Bringing people into your business can be a scary proposition. You’ve spent so much time building your baby, how could you possibly turn over the reins of any aspect to someone new? First let’s take a deep breath. Yes, it does sound scary, but the rewards are so worth the investment. That’s if you bring people in the right way.
Today we have a tale of two onboardings. Let’s start with Business Owner A. A decided she needed some help and put out an all-call for a VA. Many people responded to her request, but she only interviewed one candidate and gave that person the job. A hadn’t thought about the specific work she would give her new VA or how she would introduce her business. As A and the VA started working together A felt like more time was spent directing her VA than she was saving by bringing her onboard. The work delivered never felt quite right, and the VA was always asking for locations of documents or other simple tasks. A concludes that it’s just easier for her to do all the work herself.
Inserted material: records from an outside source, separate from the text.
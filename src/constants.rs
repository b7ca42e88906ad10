//! Application-wide constants: defaults, validation limits and storage names.

use std::time::Duration;

// # Calculation defaults
pub const DEFAULT_METHOD: &str = "default";
pub const DEFAULT_MADHAB: &str = "shafi";

// Coordinates used in a freshly generated config (Mecca)
pub const FALLBACK_LATITUDE: f64 = 21.4225;
pub const FALLBACK_LONGITUDE: f64 = 39.8262;

// # Behavior defaults
pub const DEFAULT_NOTIFICATIONS: bool = true;
pub const DEFAULT_PLAYBACK: bool = true;
pub const DEFAULT_DOWNLOAD_TIMEOUT: u64 = 20; // seconds
pub const DEFAULT_POLL_INTERVAL: u64 = 5; // seconds

pub const MINIMUM_DOWNLOAD_TIMEOUT: u64 = 5;
pub const MAXIMUM_DOWNLOAD_TIMEOUT: u64 = 120;
pub const MINIMUM_POLL_INTERVAL: u64 = 1;
pub const MAXIMUM_POLL_INTERVAL: u64 = 60;

// # Remote endpoints
pub const DEFAULT_VOICE_LIST_URL: &str =
    "https://raw.githubusercontent.com/salatr/voices/main/voices.json";
pub const DEFAULT_FALLBACK_AUDIO_URL: &str = "https://www.islamcan.com/audio/adhan/azan1.mp3";

// # Audio assets
pub const BUNDLED_REGULAR_FILE: &str = "adhan.wav";
pub const BUNDLED_DAWN_FILE: &str = "adhan_fajr.wav";
pub const SYNTH_PREFIX: &str = "synth-";
pub const SYNTH_SAMPLE_RATE: u32 = 22_050;

// # Durable store keys
pub const KEY_DAILY_ALARMS: &str = "alarms.daily";
pub const KEY_TEST_ALARMS: &str = "alarms.test";
pub const KEY_VOICE_INDEX: &str = "voices.index";
pub const KEY_ACTIVE_REGULAR: &str = "voices.active.regular";
pub const KEY_ACTIVE_DAWN: &str = "voices.active.dawn";

// # File names
pub const CONFIG_FILE_NAME: &str = "salatr.toml";
pub const GEO_FILE_NAME: &str = "geo.toml";
pub const STORE_FILE_NAME: &str = "store.json";
pub const REGISTRY_FILE_NAME: &str = "alarms.json";
pub const SCHEDULE_LOCK_NAME: &str = "schedule.lock";
pub const DAEMON_LOCK_NAME: &str = "daemon.lock";

/// Terminal registry entries older than this are dropped on save.
pub const REGISTRY_RETENTION_DAYS: i64 = 7;

/// Granularity of the daemon's sleep so shutdown signals are noticed quickly.
pub const DAEMON_SLEEP_SLICE: Duration = Duration::from_millis(250);

pub const APP_NAME: &str = "salatr";

pub const EXIT_SUCCESS: i32 = 0;
pub const EXIT_FAILURE: i32 = 1;
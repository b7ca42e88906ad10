//! Error taxonomy for the scheduling core.
//!
//! Only failures with no safe default reach callers as `CoreError`. Resolution and
//! playback problems are absorbed by their fallback chains and never show up here
//! except as `AudioLoad`, which the firing handler consumes internally.

use std::path::PathBuf;
use thiserror::Error;

#[derive(Debug, Error)]
pub enum CoreError {
    /// Coordinates outside the valid range, or a location/date where the sun never
    /// rises or sets so prayer times are undefined.
    #[error("invalid location ({latitude:.4}, {longitude:.4}): {reason}")]
    InvalidLocation {
        latitude: f64,
        longitude: f64,
        reason: String,
    },

    #[error("invalid argument: {0}")]
    InvalidArgument(String),

    #[error("failed to write {}: {source}", path.display())]
    StorageWrite {
        path: PathBuf,
        #[source]
        source: std::io::Error,
    },

    #[error("failed to read {}: {reason}", path.display())]
    StorageRead { path: PathBuf, reason: String },

    #[error("network failure for {url}: {reason}")]
    Network { url: String, reason: String },

    #[error("could not load audio from {source_ref}: {reason}")]
    AudioLoad { source_ref: String, reason: String },

    #[error("alarm {0} is not pending")]
    AlarmNotFound(String),
}

impl CoreError {
    pub fn invalid_location(latitude: f64, longitude: f64, reason: impl Into<String>) -> Self {
        Self::InvalidLocation {
            latitude,
            longitude,
            reason: reason.into(),
        }
    }

    pub fn storage_write(path: impl Into<PathBuf>, source: std::io::Error) -> Self {
        Self::StorageWrite {
            path: path.into(),
            source,
        }
    }

    pub fn network(url: &str, reason: impl ToString) -> Self {
        Self::Network {
            url: url.to_string(),
            reason: reason.to_string(),
        }
    }
}

pub type CoreResult<T> = Result<T, CoreError>;
//! Status command - show what is scheduled and who will fire it.
//!
//! Reads the registry and the voice pointers straight from the state directory,
//! so it works whether or not a daemon is running.

use anyhow::Result;

use super::AppContext;
use super::schedule::log_alarm_list;
use crate::io::lock::running_daemon_pid;
use crate::prayer::PrayerClass;

/// Handle `salatr status`.
pub fn handle_status_command(debug_enabled: bool) -> Result<()> {
    log_version!();

    let ctx = AppContext::load()?;
    if debug_enabled {
        ctx.config.log_config();
    }

    log_block_start!("Daemon");
    match running_daemon_pid(ctx.state_dir()) {
        Some(pid) => log_indented!("Running (PID: {})", pid),
        None => log_indented!("Not running. Start it with 'salatr run'"),
    }

    let scheduler = ctx.scheduler();
    let tz = ctx
        .config
        .schedule_request()
        .map(|request| request.timezone)
        .unwrap_or(chrono_tz::UTC);

    let daily = scheduler.pending_alarms();
    if daily.is_empty() {
        log_block_start!("No daily alarms pending");
        log_indented!("Run 'salatr schedule' to set them");
    } else {
        log_block_start!("Pending daily alarms: {}", daily.len());
        log_alarm_list(&daily, tz, ctx.clock.as_ref());
    }

    let tests = scheduler.pending_test_alarms();
    if !tests.is_empty() {
        log_block_start!("Pending test alarms: {}", tests.len());
        log_alarm_list(&tests, tz, ctx.clock.as_ref());
    }

    log_block_start!("Active voices");
    let selection = ctx.voices.active_selection();
    for class in [PrayerClass::Regular, PrayerClass::Dawn] {
        let resolution = ctx.resolver.resolve(class, &selection);
        let chosen = selection
            .for_class(class)
            .map(|record| record.display_name.as_str())
            .unwrap_or("none");
        log_indented!(
            "{:<8} {} (plays {}: {})",
            class.to_string(),
            chosen,
            resolution.step.as_str(),
            resolution.audio
        );
    }

    log_end!();
    Ok(())
}

/// Display help for the status command
pub fn display_help() {
    log_version!();
    log_block_start!("status - Show pending alarms and active voices");
    log_block_start!("Usage: salatr status");
    log_block_start!("Description:");
    log_indented!("Lists the pending daily and test alarms with the audio each will");
    log_indented!("play, whether 'salatr run' is active, and which voice each");
    log_indented!("prayer class resolves to right now.");
    log_end!();
}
Business Owner B begins with a similar realization. Her business has grown beyond the management of one person and it is time to bring on staff. Before she begins her search she takes inventory of her business. What tasks need to be accomplished daily, weekly, monthly, etc.? Which ones sit right in B’s wheelhouse (she’s passionate and very good at completing this work)? How is the operations of the business set up today, are all documents and communication accessible? Is there direction within the operations set up to guide a newcomer? What tasks does she need to outsource and what information will a new person need to provide the support she requires?
After analyzing her business, B gets to work preparing her operation for the introduction of a new team member. Then she writes a specific job description outlining her needs. She interviews several candidates and chooses the best one. When the team member gets started, B spends a lot of time with her in the beginning to introduce her to the business, the operations, the job, and how they will work together. When B is confident that the team member is ready, B starts to back off and let her new hire get to work. All the systems are in place to monitor the work and, with all that training, the new team member delivers exactly what’s needed while saving B so much time to focus on the growth of her business.
Obviously Business Owner B had a much more positive experience bringing on her team. And this all came down to preparation. It is much easier to let go of control when you’ve set up a person for success. That set up comes from investing in the beginning, preparing your business by making sure the knowledge is out of your head and in a shared location, really thinking about the kind of support that will move you ahead, and spending a good amount of time in the beginning with your new hire.